* Aim of the exercise *
Whichever lines of the entries hold the word "backends" should be identified and copied.

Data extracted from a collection

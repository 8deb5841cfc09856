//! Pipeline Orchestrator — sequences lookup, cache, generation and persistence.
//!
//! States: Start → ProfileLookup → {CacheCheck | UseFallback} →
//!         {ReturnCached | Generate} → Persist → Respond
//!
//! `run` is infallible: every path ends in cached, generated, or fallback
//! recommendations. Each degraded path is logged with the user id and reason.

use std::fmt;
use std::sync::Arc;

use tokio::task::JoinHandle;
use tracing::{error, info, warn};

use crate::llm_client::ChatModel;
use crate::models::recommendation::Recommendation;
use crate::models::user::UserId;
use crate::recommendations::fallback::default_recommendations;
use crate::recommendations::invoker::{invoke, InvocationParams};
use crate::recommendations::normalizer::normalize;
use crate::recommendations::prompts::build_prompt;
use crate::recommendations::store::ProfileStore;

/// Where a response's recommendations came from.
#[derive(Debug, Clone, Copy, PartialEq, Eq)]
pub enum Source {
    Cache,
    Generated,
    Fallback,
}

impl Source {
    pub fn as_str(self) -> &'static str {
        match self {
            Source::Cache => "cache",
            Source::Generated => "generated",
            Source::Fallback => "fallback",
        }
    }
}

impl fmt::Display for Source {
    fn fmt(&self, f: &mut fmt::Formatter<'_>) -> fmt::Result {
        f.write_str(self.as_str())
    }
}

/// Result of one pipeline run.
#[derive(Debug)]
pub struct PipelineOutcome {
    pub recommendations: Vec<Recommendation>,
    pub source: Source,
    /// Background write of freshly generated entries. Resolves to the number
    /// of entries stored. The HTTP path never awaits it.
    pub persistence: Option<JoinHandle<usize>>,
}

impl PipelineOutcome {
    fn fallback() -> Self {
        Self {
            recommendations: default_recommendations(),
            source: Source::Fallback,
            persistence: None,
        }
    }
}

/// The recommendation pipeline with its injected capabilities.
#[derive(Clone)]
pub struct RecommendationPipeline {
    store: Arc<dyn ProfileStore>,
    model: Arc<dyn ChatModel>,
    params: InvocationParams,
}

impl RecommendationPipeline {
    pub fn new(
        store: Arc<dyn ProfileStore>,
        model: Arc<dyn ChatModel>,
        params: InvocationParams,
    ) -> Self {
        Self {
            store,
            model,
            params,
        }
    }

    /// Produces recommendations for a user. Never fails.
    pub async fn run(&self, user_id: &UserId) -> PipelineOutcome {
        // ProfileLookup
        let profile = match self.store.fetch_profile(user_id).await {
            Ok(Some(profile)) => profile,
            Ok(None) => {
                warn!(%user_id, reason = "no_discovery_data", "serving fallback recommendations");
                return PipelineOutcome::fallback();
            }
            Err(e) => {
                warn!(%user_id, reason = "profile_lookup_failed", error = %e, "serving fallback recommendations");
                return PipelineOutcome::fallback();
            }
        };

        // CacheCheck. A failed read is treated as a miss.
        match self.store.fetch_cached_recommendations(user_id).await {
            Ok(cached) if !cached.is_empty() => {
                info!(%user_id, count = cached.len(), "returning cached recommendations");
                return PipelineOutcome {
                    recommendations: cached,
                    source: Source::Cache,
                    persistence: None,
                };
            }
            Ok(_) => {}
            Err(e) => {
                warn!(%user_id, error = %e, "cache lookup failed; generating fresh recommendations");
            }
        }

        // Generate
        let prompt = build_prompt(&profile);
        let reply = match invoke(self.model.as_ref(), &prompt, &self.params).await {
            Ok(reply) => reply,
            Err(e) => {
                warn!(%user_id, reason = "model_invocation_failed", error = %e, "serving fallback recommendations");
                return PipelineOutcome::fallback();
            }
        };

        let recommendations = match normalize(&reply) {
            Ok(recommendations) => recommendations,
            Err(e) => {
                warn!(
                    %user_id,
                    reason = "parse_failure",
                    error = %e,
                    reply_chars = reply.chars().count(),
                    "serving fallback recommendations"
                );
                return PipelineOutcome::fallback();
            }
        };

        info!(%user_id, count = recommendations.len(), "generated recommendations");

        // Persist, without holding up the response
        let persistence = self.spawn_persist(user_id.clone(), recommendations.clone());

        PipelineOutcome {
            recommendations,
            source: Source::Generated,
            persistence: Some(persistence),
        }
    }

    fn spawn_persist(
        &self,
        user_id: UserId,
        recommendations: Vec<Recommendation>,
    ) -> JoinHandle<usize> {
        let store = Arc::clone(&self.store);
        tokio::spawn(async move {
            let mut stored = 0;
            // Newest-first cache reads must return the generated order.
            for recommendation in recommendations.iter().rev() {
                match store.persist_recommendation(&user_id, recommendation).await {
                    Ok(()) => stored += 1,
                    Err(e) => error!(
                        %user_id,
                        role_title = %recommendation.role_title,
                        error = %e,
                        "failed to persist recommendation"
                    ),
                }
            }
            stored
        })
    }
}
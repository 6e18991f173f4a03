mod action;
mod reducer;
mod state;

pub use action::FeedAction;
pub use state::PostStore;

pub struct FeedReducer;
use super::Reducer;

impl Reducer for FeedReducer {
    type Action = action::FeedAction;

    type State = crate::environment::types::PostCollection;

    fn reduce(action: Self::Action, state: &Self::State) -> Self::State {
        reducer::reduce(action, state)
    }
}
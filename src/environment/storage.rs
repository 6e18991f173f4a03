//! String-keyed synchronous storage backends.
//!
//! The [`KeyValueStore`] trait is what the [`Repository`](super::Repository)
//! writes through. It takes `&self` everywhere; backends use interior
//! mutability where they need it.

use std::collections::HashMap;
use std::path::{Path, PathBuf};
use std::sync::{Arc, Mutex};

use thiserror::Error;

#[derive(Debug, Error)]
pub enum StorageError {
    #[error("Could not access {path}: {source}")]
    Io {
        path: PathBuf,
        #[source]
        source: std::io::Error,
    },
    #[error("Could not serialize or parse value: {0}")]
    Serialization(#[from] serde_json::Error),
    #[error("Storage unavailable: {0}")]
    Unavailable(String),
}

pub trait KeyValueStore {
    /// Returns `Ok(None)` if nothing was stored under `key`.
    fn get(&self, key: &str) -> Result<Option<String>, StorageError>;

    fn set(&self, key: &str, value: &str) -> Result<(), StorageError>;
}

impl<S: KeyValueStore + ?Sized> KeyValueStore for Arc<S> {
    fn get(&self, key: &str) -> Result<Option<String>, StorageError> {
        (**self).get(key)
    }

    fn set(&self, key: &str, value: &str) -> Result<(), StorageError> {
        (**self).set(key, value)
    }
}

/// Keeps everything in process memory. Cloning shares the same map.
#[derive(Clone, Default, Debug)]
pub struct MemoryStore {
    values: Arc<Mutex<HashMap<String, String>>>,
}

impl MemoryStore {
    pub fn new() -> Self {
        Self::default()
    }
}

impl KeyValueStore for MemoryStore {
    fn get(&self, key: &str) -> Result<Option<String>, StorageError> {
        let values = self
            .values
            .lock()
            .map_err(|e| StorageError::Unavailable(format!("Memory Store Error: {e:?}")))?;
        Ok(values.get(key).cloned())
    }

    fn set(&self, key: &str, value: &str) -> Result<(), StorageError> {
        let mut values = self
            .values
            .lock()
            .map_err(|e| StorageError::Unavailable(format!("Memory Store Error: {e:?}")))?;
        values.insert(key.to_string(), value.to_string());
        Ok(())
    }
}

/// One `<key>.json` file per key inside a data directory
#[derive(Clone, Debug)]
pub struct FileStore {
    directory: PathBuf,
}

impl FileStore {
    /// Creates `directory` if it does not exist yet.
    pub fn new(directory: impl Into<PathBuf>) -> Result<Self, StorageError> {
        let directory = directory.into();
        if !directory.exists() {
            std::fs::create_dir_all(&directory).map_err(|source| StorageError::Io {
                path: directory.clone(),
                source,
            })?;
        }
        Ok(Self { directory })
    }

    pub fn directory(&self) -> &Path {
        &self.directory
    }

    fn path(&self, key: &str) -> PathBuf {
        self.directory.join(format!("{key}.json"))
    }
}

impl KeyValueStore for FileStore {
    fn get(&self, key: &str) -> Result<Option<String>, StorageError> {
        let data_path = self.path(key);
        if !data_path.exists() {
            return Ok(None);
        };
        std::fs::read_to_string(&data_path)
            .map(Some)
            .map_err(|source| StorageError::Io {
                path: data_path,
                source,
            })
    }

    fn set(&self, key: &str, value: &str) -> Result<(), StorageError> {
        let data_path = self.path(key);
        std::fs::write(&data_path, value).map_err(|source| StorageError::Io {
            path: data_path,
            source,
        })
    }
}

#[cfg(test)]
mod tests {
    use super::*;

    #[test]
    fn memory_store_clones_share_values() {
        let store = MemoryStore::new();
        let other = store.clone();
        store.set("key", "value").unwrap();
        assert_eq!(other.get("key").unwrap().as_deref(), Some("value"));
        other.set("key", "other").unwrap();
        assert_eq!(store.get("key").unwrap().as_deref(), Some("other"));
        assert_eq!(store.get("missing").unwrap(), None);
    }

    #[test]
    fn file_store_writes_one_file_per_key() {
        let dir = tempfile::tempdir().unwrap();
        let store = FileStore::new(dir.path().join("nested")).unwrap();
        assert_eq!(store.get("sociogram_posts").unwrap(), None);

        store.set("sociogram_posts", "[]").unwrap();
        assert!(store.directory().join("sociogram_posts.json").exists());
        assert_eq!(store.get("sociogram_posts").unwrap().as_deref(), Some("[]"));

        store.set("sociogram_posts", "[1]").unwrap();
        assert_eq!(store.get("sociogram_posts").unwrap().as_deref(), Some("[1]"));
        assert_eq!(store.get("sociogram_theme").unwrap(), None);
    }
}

==

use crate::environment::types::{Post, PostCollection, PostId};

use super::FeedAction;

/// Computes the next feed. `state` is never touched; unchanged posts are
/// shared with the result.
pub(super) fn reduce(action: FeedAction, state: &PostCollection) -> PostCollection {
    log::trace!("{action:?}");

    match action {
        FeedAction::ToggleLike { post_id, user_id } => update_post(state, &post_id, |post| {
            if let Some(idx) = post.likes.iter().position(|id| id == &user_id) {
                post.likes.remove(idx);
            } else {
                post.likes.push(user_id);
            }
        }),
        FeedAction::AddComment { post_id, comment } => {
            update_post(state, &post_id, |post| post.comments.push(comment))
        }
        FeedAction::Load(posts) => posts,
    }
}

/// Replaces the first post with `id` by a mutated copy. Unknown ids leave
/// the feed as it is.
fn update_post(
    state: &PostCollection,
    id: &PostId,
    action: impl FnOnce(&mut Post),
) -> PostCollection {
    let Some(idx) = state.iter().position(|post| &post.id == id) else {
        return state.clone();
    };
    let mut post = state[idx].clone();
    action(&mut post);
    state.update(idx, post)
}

* Response to this exercise *
//! String-keyed synchronous storage backends.
//! writes through. It takes `&self` everywhere; backends use interior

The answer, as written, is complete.